Figure 1: Products in the retail store. The products are labeled from 0 to 4 from left to right.

TIAGo is equipped with an RGB-D camera. So basically the strategy is that we trained a Faster R-CNN on our customized dataset(with COCO format) and utilized it for 2D object detection. Each target’s 2D bounding box is able to generate a 3D viewing frustum, by which we could filter out the object point clouds from all possible candidates. Finally, the filtered “clean” point clouds are fed to a cylinder fitting detector by using the PCL library to calculate a 3D pose. This works because we priorly know that the five products are all shaped like a cylinder.

Now let’s go through the work step by step!

Design: 2D object detection

The model

The Faster R-CNN is composed of a feature extraction network which is usually a pre-trained CNN. This is then followed by the object detection system, which is composed of two modules, which are both trainable. The first module is the Region Proposal Network (RPN), which generates the object proposals. The second module predicts the actual class of the object.

Figure 2: Faster R-CNN, the unified object detection network, Source:[7]

Anchors are very important in Faster R-CNN, an anchor is a box. These anchors are used to provide a predefined set of bounding boxes, in different sizes and ratios. The default for Faster R-CNN is 9 anchor boxes for an image. The anchors are used to capture the scale and aspect ratio of the specific object classes we want to detect.

Figure 3: Anchor boxes at (320,320), Source:[8]

The Region Proposal Network (RPN) will output proposals (anchors), this will then go through a classifier and regressor to check for the occurrence of objects. After the RPN, the proposals are in different sizes. With different sized regions, we will get different sized CNN feature maps, this will make it inefficient to work with. To solve this Region of Interest Pooling is used, this way the feature maps are reduced to the same size.

The code we used for the Faster R-CNN is from open-mmlab. This toolbox is based on PyTorch. The Faster R-CNN network we used only has a minor edit for the anchor boxes. The anchor boxes used for this model are 8 instead of the default 9.
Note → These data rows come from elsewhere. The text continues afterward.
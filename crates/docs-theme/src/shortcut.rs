//! The toggle keyboard shortcut.

use crate::platform::KeyEvent;

/// Ctrl or Cmd, plus Shift, plus a letter.
///
/// The letter is compared case-insensitively since Shift uppercases it on
/// most layouts but not under Caps Lock. Alt is not inspected.
#[derive(Debug, Clone, Copy, PartialEq, Eq)]
pub struct Shortcut {
    key: char,
}

impl Shortcut {
    pub fn new(key: char) -> Self {
        Self { key }
    }

    pub fn key(&self) -> char {
        self.key
    }

    pub fn matches(&self, event: &KeyEvent) -> bool {
        if !(event.ctrl || event.meta) || !event.shift {
            return false;
        }
        let mut chars = event.key.chars();
        match (chars.next(), chars.next()) {
            (Some(c), None) => c.eq_ignore_ascii_case(&self.key),
            _ => false,
        }
    }
}

impl Default for Shortcut {
    fn default() -> Self {
        Self::new('D')
    }
}

#[cfg(test)]
mod tests {
    use super::*;

    #[test]
    fn test_ctrl_or_meta_with_shift() {
        let shortcut = Shortcut::default();
        assert!(shortcut.matches(&KeyEvent::new("D").ctrl().shift()));
        assert!(shortcut.matches(&KeyEvent::new("D").meta().shift()));
        assert!(shortcut.matches(&KeyEvent::new("d").ctrl().shift()));
    }

    #[test]
    fn test_requires_shift_and_a_command_modifier() {
        let shortcut = Shortcut::default();
        assert!(!shortcut.matches(&KeyEvent::new("D").ctrl()));
        assert!(!shortcut.matches(&KeyEvent::new("D").shift()));
        assert!(!shortcut.matches(&KeyEvent::new("D")));
    }

    #[test]
    fn test_other_keys_do_not_match() {
        let shortcut = Shortcut::default();
        assert!(!shortcut.matches(&KeyEvent::new("E").ctrl().shift()));
        assert!(!shortcut.matches(&KeyEvent::new("Delete").ctrl().shift()));
    }

    #[test]
    fn test_custom_key() {
        let shortcut = Shortcut::new('L');
        assert!(shortcut.matches(&KeyEvent::new("L").meta().shift()));
        assert!(!shortcut.matches(&KeyEvent::new("D").meta().shift()));
    }
}
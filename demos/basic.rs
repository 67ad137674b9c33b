//! Basic example demonstrating the Postlane API client.
//!
//! Run with:
//! ```
//! POSTLANE_API_KEY=your-key cargo run --example basic
//! ```

use postlane::{
    send_to_contacts, Contact, ContactEmail, ContactList, Create, Delete, List, NewContact,
    PortalSession, PortalSessionRequest, PostlaneClient,
};

#[tokio::main]
async fn main() -> postlane::Result<()> {
    // Initialize tracing for debugging (optional)
    tracing_subscriber::fmt::init();

    // Create client from environment variables
    println!("Creating Postlane client...");
    let client = PostlaneClient::from_env()?;
    println!("Connected to: {}", client.base_url());

    // List first page of contacts
    println!("\n--- Listing Contacts (first page) ---");
    let contacts = Contact::list_page(&client, 1, 10).await?;
    println!(
        "Showing {} of {} contacts",
        contacts.len(),
        contacts.metadata.total
    );

    for contact in &contacts {
        let name = contact.display_name().unwrap_or_else(|| "-".to_string());
        let status = if contact.subscribed { "subscribed" } else { "unsubscribed" };
        println!("  - {} ({}, {})", contact.email, name, status);
    }

    // List mailing lists
    println!("\n--- Listing Mailing Lists ---");
    let lists = ContactList::list_page(&client, 1, 10).await?;
    for list in &lists {
        println!("  - {} [{}] {} contacts", list.name, list.id, list.contact_count);
    }

    // Create, e-mail and remove a demo contact
    println!("\n--- Contact Round Trip ---");
    let email = "postlane-demo@example.com";
    let created = Contact::create(
        &client,
        NewContact::new(email)
            .first_name("Demo")
            .property("source", "basic example")
            .property("demoRuns", 1),
    )
    .await?;
    println!("Created contact {}", created.data.id);

    send_to_contacts(
        &client,
        &ContactEmail::new([email], "Hello from Postlane", "Hi {{firstName}}!").delay_seconds(60),
    )
    .await?;
    println!("Queued a welcome e-mail in 60 seconds");

    let session = PortalSession::create(
        &client,
        PortalSessionRequest::new(email, "https://example.com/account"),
    )
    .await?
    .into_data();
    println!("Preference portal: {} (expires {})", session.url, session.expires_at);

    Contact::delete(&client, email.to_string()).await?;
    println!("Deleted contact {email}");

    println!("\nDone!");
    Ok(())
}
We used this toolbox to train the network on the product images we selected and annotated. But before that, we need to convert the generated dataset format. Labelme generated JSON files separately for each image sample, now for feeding the dataset to the training pipeline we use this package [3] to generate a single COCO data formatted JSON file. Paired with the folder containing all the images, it integrates all the information about our dataset.

Prepare the data

Figure 4: Annotation process of the items

Training the model


Figure 5: cls and bbox loss plot

In figure 5, the loss functions are plotted for the cls and bbox loss. Here we can see that the cls loss converges around 900 iterations and the bbox loss after around 1250 iterations.

Figure 6: bbox_mAP plotted per epoch

In figure 6, the bbox mAP is plotted for each epoch. At 12 epoch the bbox mAP is at 1. These results were sufficient to proceed and implement the model in the simulation.

Deploy the network in ROS

The inference result from the deployed network will be a list containing arrays representing the detected bounding box for each object respectively. Each valid array contains 5 elements: the x and y pixel coordinates of the upper left and bottom right corner, and the prediction confidence. The result is then used to generate a standard ROS message Detection2D:

def generate_obj(self, result, id, msg):
obj = Detection2D()
obj.header = msg.header
obj.source_img = msg
result = result[0]
obj.bbox.center.x = (result[0] + result[2]) / 2
obj.bbox.center.y = (result[1] + result[3]) / 2
obj.bbox.size_x = result[2] — result[0]
obj.bbox.size_y = result[3] — result[1]
obj_hypothesis = ObjectHypothesisWithPose()
obj_hypothesis.id = str(id)
obj_hypothesis.score = result[4]
return obj

After appending all detected objects into a Detection2DArray, the packaged message can be published to ROS and used by other modules.

Another problem is that the CvBridge library for converting image formats for ROS is not available for Python3. This can be smartly solved by a trick using NumPy:

im = np.frombuffer(msg.data, dtype = np.uint8).reshape(msg.height, msg.width, -1)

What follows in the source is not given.